BE: Netscape 2.0 is out of my hands, and basically done. For 2.1, I think plug-in reflection will get done, so you'll be able to find equipped plug-ins by their MIME types, as well as enumerate plug-ins embedded in a document and interact with them.

Another thing I hope to get into 2.1 is "data tainting," to use Perl's jargon, although the rules are a bit different for JavaScript. This technique should enable us to re-expose session history in a way that can't be communicated, no matter how a script encodes it, back to a bad guy's server.

JW: Are the numerous discussions on the JavaScript secure newsgroups helping you in your work? If not, are they helping developers clear up some of their concerns and ambiguities?

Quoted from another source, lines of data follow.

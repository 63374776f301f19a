//! HTTP implementation of [`SearchBackend`].
//!
//! Response handling is split from transport: `decode_*` take a status code
//! and body text, so every server behavior can be tested without a socket.

use super::SearchBackend;
use crate::model::{
    AutocompleteResponse, ClientError, ErrorBody, SearchRequest, SearchResponse,
};
use reqwest::blocking::Client;
use std::time::Duration;
use tracing::debug;

/// User agent sent with every request.
pub const USER_AGENT: &str = concat!(env!("CARGO_PKG_NAME"), "/", env!("CARGO_PKG_VERSION"));

const CONNECT_TIMEOUT: Duration = Duration::from_secs(10);

/// Blocking HTTP client bound to one service base URL.
#[derive(Debug, Clone)]
pub struct HttpBackend {
    client: Client,
    base_url: String,
}

impl HttpBackend {
    /// Build a client for `base_url` (no trailing slash) with a total
    /// per-request `timeout`.
    ///
    /// # Errors
    ///
    /// Returns [`ClientError::Transport`] if the TLS backend cannot be
    /// initialized.
    pub fn new(base_url: impl Into<String>, timeout: Duration) -> Result<Self, ClientError> {
        let client = Client::builder()
            .user_agent(USER_AGENT)
            .timeout(timeout)
            .connect_timeout(CONNECT_TIMEOUT.min(timeout))
            .build()?;

        Ok(Self {
            client,
            base_url: base_url.into(),
        })
    }

    /// Service base URL.
    pub fn base_url(&self) -> &str {
        &self.base_url
    }

    fn endpoint(&self, path: &str) -> String {
        format!("{}{}", self.base_url, path)
    }
}

impl SearchBackend for HttpBackend {
    fn autocomplete(&self, query: &str) -> Result<Vec<String>, ClientError> {
        let response = self
            .client
            .get(self.endpoint("/api/autocomplete"))
            .query(&[("query", query)])
            .send()?;

        let status = response.status().as_u16();
        let body = response.text()?;
        debug!(query, status, "autocomplete response");

        decode_autocomplete(status, &body)
    }

    fn search(&self, query: &str) -> Result<SearchResponse, ClientError> {
        let response = self
            .client
            .post(self.endpoint("/api/search"))
            .json(&SearchRequest { query })
            .send()?;

        let status = response.status().as_u16();
        let body = response.text()?;
        debug!(query, status, bytes = body.len(), "search response");

        decode_search(status, &body)
    }
}

fn is_success(status: u16) -> bool {
    (200..300).contains(&status)
}

/// Extract the `{error}` text from a failure body, if it is one.
fn error_message(body: &str) -> Option<String> {
    serde_json::from_str::<ErrorBody>(body)
        .ok()
        .and_then(|parsed| parsed.error)
        .filter(|message| !message.is_empty())
}

/// Interpret an autocomplete response.
///
/// A missing or null `suggestions` field is an empty list.
///
/// # Errors
///
/// Non-2xx status becomes [`ClientError::Status`]; an unparseable success
/// body becomes [`ClientError::Decode`].
pub fn decode_autocomplete(status: u16, body: &str) -> Result<Vec<String>, ClientError> {
    if !is_success(status) {
        return Err(ClientError::Status {
            status,
            message: error_message(body),
        });
    }

    serde_json::from_str::<AutocompleteResponse>(body)
        .map(AutocompleteResponse::into_suggestions)
        .map_err(|e| ClientError::Decode(e.to_string()))
}

/// Interpret a search response.
///
/// # Errors
///
/// Non-2xx status becomes [`ClientError::Status`] carrying the server's
/// `error` text when the body has one; an unparseable success body becomes
/// [`ClientError::Decode`].
pub fn decode_search(status: u16, body: &str) -> Result<SearchResponse, ClientError> {
    if !is_success(status) {
        return Err(ClientError::Status {
            status,
            message: error_message(body),
        });
    }

    serde_json::from_str::<SearchResponse>(body).map_err(|e| ClientError::Decode(e.to_string()))
}

#[cfg(test)]
#[path = "http_tests.rs"]
mod tests;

BE: The secure newsgroup (snews://secnews.netscape.com/netscape.devs-javascript) has been invaluable. I could not have done 2.0 without it. I hope developers are getting a lot out of it too -- I've received much favorable and supportive mail from them, which is appreciated.

JW: You've answered lots of questions on the newsgroup along with some of the other staff members and developers who have caught up. It is very helpful for novices. Will this continue in the future?

BE: Yes, and you will see more Netscape e-mail addresses as time goes on and we build up our developer support group.

JW: What is the best example of a JavaScript that you have seen so far? Who wrote it?

BE: I hate to have to pick just one, but Bill Dortch's Color Center is impressive (http://www.hidaho.com/colorcenter/), both for what you see and for what you don't (an inter-frame function registry to make function calling independent of the frame in which a function is defined).

I think Achille Hui's brave experiments deserve mention also (see http://drizzle.stanford.edu/~achille/html/hack3/bgcolor.html, among others; also http://drizzle.stanford.edu/~achille/test/mocha/ising.shtml for a wild use of checkboxes and pseudo-threading to demonstrate a physics problem).

JW: In some press releases with the initial announcement of JavaScript, a number of representatives from very prominent software firms have said that they are working on creating interfaces to commercial databases through JavaScript. I, for one, do not know of any such JS database object to allow access to a database table through the JS environment. Is there one being worked on or was it simply marketing spiel on their part?

BE: Actually, our LiveWire product includes an NSAPI server extension that runs JavaScripts on the server side, where they can access databases and documents via different objects and methods from the ones I've defined for client HTML.

My hope is that with the standardization of JavaScript by Sun, other companies will incorporate it into server/database applications as well as client web browsers. For this to happen, I'll be working with Sun to get out a reference implementation that implements the forthcoming spec.